# openclassical - a better way to browse classical music on YouTube



## DavidH (May 12, 2013)

Hi all. I'm a member of the openclassical team, and I wanted to share our project. The mission of openclassical is to categorize the history of classical music in a simple-to-navigate interface. So far we have listed the complete works of Beethoven, Chopin and Rachmaninoff so far, among others.

Best of all, for each work we query YouTube dynamically, then match, filter and sort the results, making it very easy to listen to works you already love, or discover new things.

Here's a link to our Beethoven page: https://www.openclassical.com/composer/Ludwig_van_Beethoven

All feedback is welcomed. Hope you enjoy!


----------



## Mika (Jul 24, 2009)

Good start. Post romantic is maybe too high level . You will split it into smaller pieces like 20th century, contemporary? Are you planning create some member pages to where you can mark maybe listened,collected works? Some spotify links coming also or you can add those to your own pages?


----------



## Feathers (Feb 18, 2013)

Great idea!

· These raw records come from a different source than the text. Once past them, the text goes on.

//! HTTP API Server
//!
//! REST API for readiness probes, status queries, and graceful remote
//! shutdown of the node.

use std::sync::Arc;

use axum::{
    extract::State,
    http::StatusCode,
    response::IntoResponse,
    routing::{get, post},
    Json, Router,
};
use serde::Serialize;
use tower_http::cors::CorsLayer;

use crate::config::ApiConfig;
use crate::error::{Error, Result};
use crate::node::NodeLifecycle;

/// Shared application state
struct AppState {
    lifecycle: Arc<NodeLifecycle>,
}

/// HTTP API server
pub struct HttpServer {
    config: ApiConfig,
    state: Arc<AppState>,
}

impl HttpServer {
    /// Create a new HTTP server over a lifecycle controller
    pub fn new(config: ApiConfig, lifecycle: Arc<NodeLifecycle>) -> Self {
        Self {
            config,
            state: Arc::new(AppState { lifecycle }),
        }
    }

    /// Create the router
    fn create_router(state: Arc<AppState>, cors_enabled: bool) -> Router {
        let router = Router::new()
            .route("/status", get(handle_status))
            .route("/health", get(handle_health))
            .route("/ready", get(handle_ready))
            .route("/admin/shutdown", post(handle_shutdown))
            .with_state(state);

        if cors_enabled {
            router.layer(CorsLayer::permissive())
        } else {
            router
        }
    }

    /// Start the HTTP server
    pub async fn start(&self) -> Result<()> {
        if !self.config.enabled {
            tracing::info!("HTTP API disabled");
            return Ok(());
        }

        let app = Self::create_router(Arc::clone(&self.state), self.config.cors_enabled);

        let listener = tokio::net::TcpListener::bind(&self.config.bind_address).await?;
        tracing::info!("HTTP API listening on {}", self.config.bind_address);

        axum::serve(listener, app)
            .await
            .map_err(|e| Error::Network(format!("HTTP server error: {}", e)))?;

        Ok(())
    }
}

// ============ Response Types ============

/// Status response
#[derive(Debug, Serialize)]
pub struct StatusResponse {
    pub node_id: String,
    pub state: String,
    pub is_leader: bool,
    pub leader_id: Option<String>,
}

/// Health response
#[derive(Debug, Serialize)]
pub struct HealthResponse {
    pub healthy: bool,
    pub node_id: String,
    pub is_leader: bool,
}

/// Shutdown response
#[derive(Debug, Serialize)]
pub struct ShutdownResponse {
    pub shutting_down: bool,
}

// ============ Handlers ============

async fn handle_status(State(state): State<Arc<AppState>>) -> impl IntoResponse {
    let lifecycle = &state.lifecycle;
    Json(StatusResponse {
        node_id: lifecycle.node_id().to_string(),
        state: lifecycle.state().await.to_string(),
        is_leader: lifecycle.is_leader().await,
        leader_id: lifecycle.current_leader().await,
    })
}

async fn handle_health(State(state): State<Arc<AppState>>) -> impl IntoResponse {
    let lifecycle = &state.lifecycle;
    Json(HealthResponse {
        healthy: true,
        node_id: lifecycle.node_id().to_string(),
        is_leader: lifecycle.is_leader().await,
    })
}

async fn handle_ready(State(state): State<Arc<AppState>>) -> impl IntoResponse {
    if *state.lifecycle.readiness().borrow() {
        (StatusCode::OK, "ready")
    } else {
        (StatusCode::SERVICE_UNAVAILABLE, "not ready")
    }
}

async fn handle_shutdown(State(state): State<Arc<AppState>>) -> impl IntoResponse {
    state.lifecycle.shutdown();
    Json(ShutdownResponse {
        shutting_down: true,
    })
}
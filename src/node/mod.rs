//! Node Orchestration Module
//!
//! The election/membership core: campaigning for leadership, tracking
//! leadership changes, announcing this node's presence, observing peers
//! joining and leaving, and sequencing startup/shutdown around a single
//! coordination-store session.

mod election;
mod lifecycle;
mod membership;

pub use election::ElectionCoordinator;
pub use lifecycle::{LifecycleOptions, LifecycleState, NodeLifecycle};
pub use membership::{MembershipChange, MembershipEvent, MembershipRegistry, NodeDescriptor};
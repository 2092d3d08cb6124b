//! Four-way band splitter built from cascaded crossover stages.

use crate::band::PRIMARY_BAND_COUNT;
use crate::crossover::CrossoverFilter;

/// Splits one channel into four frequency bands.
///
/// Three [`CrossoverFilter`] stages in cascade: the input splits at the
/// low frequency into (band 0, rest); the rest splits at the mid frequency
/// into (band 1, rest); the final stage splits at the high frequency into
/// (band 2, band 3).
///
/// The ordering invariant `low <= mid <= high` is enforced by clamping in
/// [`set_frequencies`](Self::set_frequencies); out-of-order requests are
/// never an error. Each stereo channel needs its own bank - there is no
/// cross-channel state here.
#[derive(Debug, Clone)]
pub struct BandSplitterBank {
    stages: [CrossoverFilter; 3],
}

impl BandSplitterBank {
    /// Create a bank with the given split frequencies (clamped to order).
    pub fn new(sample_rate: f32, low_hz: f32, mid_hz: f32, high_hz: f32) -> Self {
        let mut bank = Self {
            stages: [
                CrossoverFilter::new(sample_rate, low_hz),
                CrossoverFilter::new(sample_rate, mid_hz),
                CrossoverFilter::new(sample_rate, high_hz),
            ],
        };
        bank.set_frequencies(low_hz, mid_hz, high_hz);
        bank
    }

    /// Set the three split frequencies, clamping to keep `low <= mid <= high`.
    ///
    /// Clamping walks the triple twice: first pulling each frequency down
    /// to its upper neighbor, then pushing each up to its lower neighbor.
    /// The result is ordered and the call is idempotent.
    pub fn set_frequencies(&mut self, low_hz: f32, mid_hz: f32, high_hz: f32) {
        let mut f = [low_hz, mid_hz, high_hz];

        for i in 0..2 {
            if f[i] > f[i + 1] {
                f[i] = f[i + 1];
            }
        }
        for i in 1..3 {
            if f[i] < f[i - 1] {
                f[i] = f[i - 1];
            }
        }

        for (stage, freq) in self.stages.iter_mut().zip(f) {
            stage.set_split_frequency(freq);
        }
    }

    /// The stored (clamped) split frequencies as (low, mid, high).
    pub fn frequencies(&self) -> (f32, f32, f32) {
        (
            self.stages[0].split_frequency(),
            self.stages[1].split_frequency(),
            self.stages[2].split_frequency(),
        )
    }

    /// Clear all stage memory and recook for a new sample rate.
    pub fn reset(&mut self, sample_rate: f32) {
        for stage in &mut self.stages {
            stage.reset(sample_rate);
        }
    }

    /// Split one sample into its four bands, low to high.
    #[inline]
    pub fn process(&mut self, input: f32) -> [f32; PRIMARY_BAND_COUNT] {
        let first = self.stages[0].process(input);
        let second = self.stages[1].process(first.high);
        let third = self.stages[2].process(second.high);
        [first.low, second.low, third.low, third.high]
    }
}
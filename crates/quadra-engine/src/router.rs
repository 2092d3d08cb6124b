//! Mute/solo resolution.

use crate::band::BAND_COUNT;

/// Resolve per-band mute and solo flags into an effective mute mask.
///
/// If any band is soloed, every band is muted except the soloed ones -
/// solo overrides the soloed band's own mute flag and overrides non-solo
/// bands regardless of their mute state. With no solo active, each band's
/// own mute flag passes through.
///
/// Purely functional; the engine recomputes this every frame before the
/// mixdown.
///
/// # Example
///
/// ```rust
/// use quadra_engine::resolve_band_mutes;
///
/// let mut solo = [false; 6];
/// solo[2] = true;
/// let mask = resolve_band_mutes([false; 6], solo);
/// assert_eq!(mask, [true, true, false, true, true, true]);
/// ```
pub fn resolve_band_mutes(
    mute: [bool; BAND_COUNT],
    solo: [bool; BAND_COUNT],
) -> [bool; BAND_COUNT] {
    let any_solo = solo.iter().any(|&s| s);
    if any_solo {
        let mut mask = [true; BAND_COUNT];
        for (m, &s) in mask.iter_mut().zip(&solo) {
            if s {
                *m = false;
            }
        }
        mask
    } else {
        mute
    }
}

#[cfg(test)]
mod tests {
    use super::*;

    #[test]
    fn no_solo_passes_mute_flags_through() {
        let mute = [true, false, true, false, false, true];
        assert_eq!(resolve_band_mutes(mute, [false; BAND_COUNT]), mute);
    }

    #[test]
    fn single_solo_mutes_everything_else() {
        let mut solo = [false; BAND_COUNT];
        solo[2] = true;
        let mask = resolve_band_mutes([false; BAND_COUNT], solo);
        assert_eq!(mask, [true, true, false, true, true, true]);
    }

    #[test]
    fn solo_overrides_own_mute_flag() {
        let mut mute = [false; BAND_COUNT];
        mute[1] = true;
        let mut solo = [false; BAND_COUNT];
        solo[1] = true;
        let mask = resolve_band_mutes(mute, solo);
        assert!(!mask[1], "soloed band must play even if muted");
    }

    #[test]
    fn multiple_solos_all_play() {
        let mut solo = [false; BAND_COUNT];
        solo[0] = true;
        solo[4] = true;
        let mask = resolve_band_mutes([true; BAND_COUNT], solo);
        assert_eq!(mask, [false, true, true, true, false, true]);
    }
}
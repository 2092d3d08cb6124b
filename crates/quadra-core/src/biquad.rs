//! Biquad filter section and Linkwitz-Riley crossover coefficients.
//!
//! The [`Biquad`] is a generic second-order IIR section. The coefficient
//! functions in this module compute the Linkwitz-Riley 2nd-order (LR2)
//! lowpass/highpass pair used to build crossover networks: at the split
//! frequency each branch is -6 dB, and `lowpass - highpass` has unity
//! magnitude at every frequency (allpass-flat reconstruction).
//!
//! Coefficients use the bilinear transform with analog prewarping:
//!
//! ```text
//! theta = pi * f / sample_rate
//! omega = pi * f
//! kappa = omega / tan(theta)
//! ```

use crate::flush_denormal;
use core::f32::consts::PI;
use libm::tanf;

/// Generic biquad filter coefficients and state.
///
/// Implements the Direct Form I difference equation:
/// ```text
/// y[n] = b0*x[n] + b1*x[n-1] + b2*x[n-2]
///                - a1*y[n-1] - a2*y[n-2]
/// ```
#[derive(Debug, Clone)]
pub struct Biquad {
    b0: f32,
    b1: f32,
    b2: f32,
    a1: f32,
    a2: f32,

    /// Input delay line: x[n-1], x[n-2]
    x1: f32,
    x2: f32,

    /// Output delay line: y[n-1], y[n-2]
    y1: f32,
    y2: f32,
}

impl Biquad {
    /// Creates a new biquad with passthrough coefficients (`y[n] = x[n]`).
    pub fn new() -> Self {
        Self {
            b0: 1.0,
            b1: 0.0,
            b2: 0.0,
            a1: 0.0,
            a2: 0.0,
            x1: 0.0,
            x2: 0.0,
            y1: 0.0,
            y2: 0.0,
        }
    }

    /// Sets the coefficients, normalizing by `a0` internally.
    ///
    /// Does not disturb the delay lines, so coefficients may be updated
    /// while processing continues; the filter settles over a few samples.
    pub fn set_coefficients(&mut self, b0: f32, b1: f32, b2: f32, a0: f32, a1: f32, a2: f32) {
        let a0_inv = 1.0 / a0;
        self.b0 = b0 * a0_inv;
        self.b1 = b1 * a0_inv;
        self.b2 = b2 * a0_inv;
        self.a1 = a1 * a0_inv;
        self.a2 = a2 * a0_inv;
    }

    /// Processes a single sample.
    #[inline]
    pub fn process(&mut self, input: f32) -> f32 {
        let output = self.b0 * input + self.b1 * self.x1 + self.b2 * self.x2
            - self.a1 * self.y1
            - self.a2 * self.y2;
        let output = flush_denormal(output);

        self.x2 = self.x1;
        self.x1 = input;
        self.y2 = self.y1;
        self.y1 = output;

        output
    }

    /// Clears the delay lines without changing coefficients.
    pub fn clear(&mut self) {
        self.x1 = 0.0;
        self.x2 = 0.0;
        self.y1 = 0.0;
        self.y2 = 0.0;
    }
}

impl Default for Biquad {
    fn default() -> Self {
        Self::new()
    }
}

/// Shared LR2 intermediate terms: (kappa, omega, delta).
#[inline]
fn lr2_terms(frequency: f32, sample_rate: f32) -> (f32, f32, f32) {
    let theta = PI * frequency / sample_rate;
    let omega = PI * frequency;
    let kappa = omega / tanf(theta);
    let delta = kappa * kappa + omega * omega + 2.0 * kappa * omega;
    (kappa, omega, delta)
}

/// Calculates Linkwitz-Riley 2nd-order lowpass coefficients.
///
/// # Arguments
///
/// * `frequency` - Split frequency in Hz (must be below Nyquist)
/// * `sample_rate` - Sample rate in Hz
///
/// # Returns
///
/// (b0, b1, b2, a0, a1, a2) coefficients with `a0 = 1.0`
pub fn linkwitz_riley_lowpass_coefficients(
    frequency: f32,
    sample_rate: f32,
) -> (f32, f32, f32, f32, f32, f32) {
    let (kappa, omega, delta) = lr2_terms(frequency, sample_rate);

    let b0 = omega * omega / delta;
    let b1 = 2.0 * b0;
    let b2 = b0;
    let a1 = (-2.0 * kappa * kappa + 2.0 * omega * omega) / delta;
    let a2 = (-2.0 * kappa * omega + kappa * kappa + omega * omega) / delta;

    (b0, b1, b2, 1.0, a1, a2)
}

/// Calculates Linkwitz-Riley 2nd-order highpass coefficients.
///
/// Same poles as [`linkwitz_riley_lowpass_coefficients`]; the two outputs
/// at the split frequency are each -6 dB and sum (with the highpass branch
/// inverted) back to flat magnitude.
pub fn linkwitz_riley_highpass_coefficients(
    frequency: f32,
    sample_rate: f32,
) -> (f32, f32, f32, f32, f32, f32) {
    let (kappa, omega, delta) = lr2_terms(frequency, sample_rate);

    let b0 = kappa * kappa / delta;
    let b1 = -2.0 * b0;
    let b2 = b0;
    let a1 = (-2.0 * kappa * kappa + 2.0 * omega * omega) / delta;
    let a2 = (-2.0 * kappa * omega + kappa * kappa + omega * omega) / delta;

    (b0, b1, b2, 1.0, a1, a2)
}

#[cfg(test)]
mod tests {
    use super::*;

    fn configured(coeffs: (f32, f32, f32, f32, f32, f32)) -> Biquad {
        let mut bq = Biquad::new();
        let (b0, b1, b2, a0, a1, a2) = coeffs;
        bq.set_coefficients(b0, b1, b2, a0, a1, a2);
        bq
    }

    #[test]
    fn passthrough_by_default() {
        let mut bq = Biquad::new();
        assert_eq!(bq.process(0.5), 0.5);
        assert_eq!(bq.process(-1.0), -1.0);
    }

    #[test]
    fn lr2_lowpass_passes_dc() {
        let mut lp = configured(linkwitz_riley_lowpass_coefficients(1000.0, 48000.0));
        let mut out = 0.0;
        for _ in 0..48000 {
            out = lp.process(1.0);
        }
        assert!((out - 1.0).abs() < 1e-3, "DC should pass, got {out}");
    }

    #[test]
    fn lr2_highpass_blocks_dc() {
        let mut hp = configured(linkwitz_riley_highpass_coefficients(1000.0, 48000.0));
        let mut out = 0.0;
        for _ in 0..48000 {
            out = hp.process(1.0);
        }
        assert!(out.abs() < 1e-3, "DC should be blocked, got {out}");
    }

    #[test]
    fn lr2_branches_are_minus_six_db_at_split() {
        // At the split frequency each LR2 branch sits at -6 dB (gain 0.5).
        let sample_rate = 48000.0;
        let split = 1000.0;
        let mut lp = configured(linkwitz_riley_lowpass_coefficients(split, sample_rate));

        let mut peak = 0.0f32;
        let total = 48000;
        for i in 0..total {
            let phase = core::f32::consts::TAU * split * i as f32 / sample_rate;
            let out = lp.process(libm::sinf(phase));
            // Skip the settling period before measuring.
            if i > total / 2 {
                peak = peak.max(out.abs());
            }
        }
        assert!(
            (peak - 0.5).abs() < 0.02,
            "expected ~0.5 gain at split, got {peak}"
        );
    }

    #[test]
    fn clear_resets_state() {
        let mut lp = configured(linkwitz_riley_lowpass_coefficients(500.0, 48000.0));
        for _ in 0..64 {
            lp.process(1.0);
        }
        lp.clear();
        let out = lp.process(0.0);
        assert_eq!(out, 0.0);
    }
}
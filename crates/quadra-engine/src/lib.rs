//! Quadra Engine - four-band dynamics processing core
//!
//! This crate assembles the quadra-core DSP primitives into a complete
//! multiband dynamics processor:
//!
//! - [`BandSplitterBank`] - cascaded Linkwitz-Riley crossovers splitting
//!   each channel into four bands
//! - [`DynamicsUnit`] - per-band compressor/expander with soft knee,
//!   hard-limit and gate modes
//! - [`resolve_band_mutes`] - mute/solo routing resolved to a single mask
//! - [`MultibandEngine`] - the frame processor tying it all together with
//!   mid/side processing, per-band saturation, dry blend, master trim,
//!   and metering
//!
//! ## Example
//!
//! ```rust
//! use quadra_engine::{Band, EngineParameters, MultibandEngine};
//!
//! let mut engine = MultibandEngine::new(48000.0);
//!
//! let mut params = EngineParameters::default();
//! params.threshold_db[Band::Low.index()] = -24.0;
//! params.ratio[Band::Low.index()] = 8.0;
//! engine.set_parameters(params);
//!
//! let mut output = [0.0f32; 2];
//! engine.process_frame(&[0.1, -0.1], &mut output).unwrap();
//! ```

#![cfg_attr(not(feature = "std"), no_std)]

pub mod band;
pub mod crossover;
pub mod dynamics;
pub mod engine;
pub mod meters;
pub mod params;
pub mod router;
pub mod splitter;

// Re-export main types at crate root
pub use band::{BAND_COUNT, Band, PRIMARY_BAND_COUNT};
pub use crossover::{BandSplit, CrossoverFilter};
pub use dynamics::{DynamicsMode, DynamicsParams, DynamicsUnit};
pub use engine::{EngineError, MultibandEngine};
pub use meters::MeterSnapshot;
pub use params::{DRY_FLOOR_DB, EngineParameters};
pub use router::resolve_band_mutes;
pub use splitter::BandSplitterBank;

I think it'll be a helpful tool for navigating through classical music on Youtube.  I like the way it is organized.


----------



## hreichgott (Dec 31, 2012)

This is a site that I'll probably use. 

Just out of curiosity how did you handle the quality control issue? My major problem with Youtube listening is that so many of the recordings I find at first are either the wrong piece or a bad recording or bad performance. I only listened to a couple of selections from your site but they were accurate and good quality, at least as good as one can expect from Flash video.
There is also a potential copyright problem of course but I assume you are simply punting that one on to Youtube...

I do think you should enable the "show minor composers" option by default. Disabling it by default makes it look like you have way fewer composers than you actually do. Then people who don't feel like scrolling through all the names could find the box and uncheck it if they want. 
I could scold about some of the people you consider minor, but I won't


----------



## Novelette (Dec 12, 2012)

Hopefully the lesser-known works will eventually be posted to YouTube itself. As it stands, there are a lot of missing links. But I realize that this is, as yet, an incomplete enterprise. I look forward to using it!


----------



## Marisol (May 25, 2013)

Great initiative!

Since you are asking for feedback:

1. Make the information accessible by an open API so that music managers and players can get info from it
2. Out of copyright works could have links to http://imslp.org/wiki/ for the score.
3. You provide links to performances on YouTube and to Amazon. That is great! But I believe you should be clear about your intentions, if you want to make money through referrals you should mention that and then I think the term "open" is not appropriate. If not then I would find "open" appropriate.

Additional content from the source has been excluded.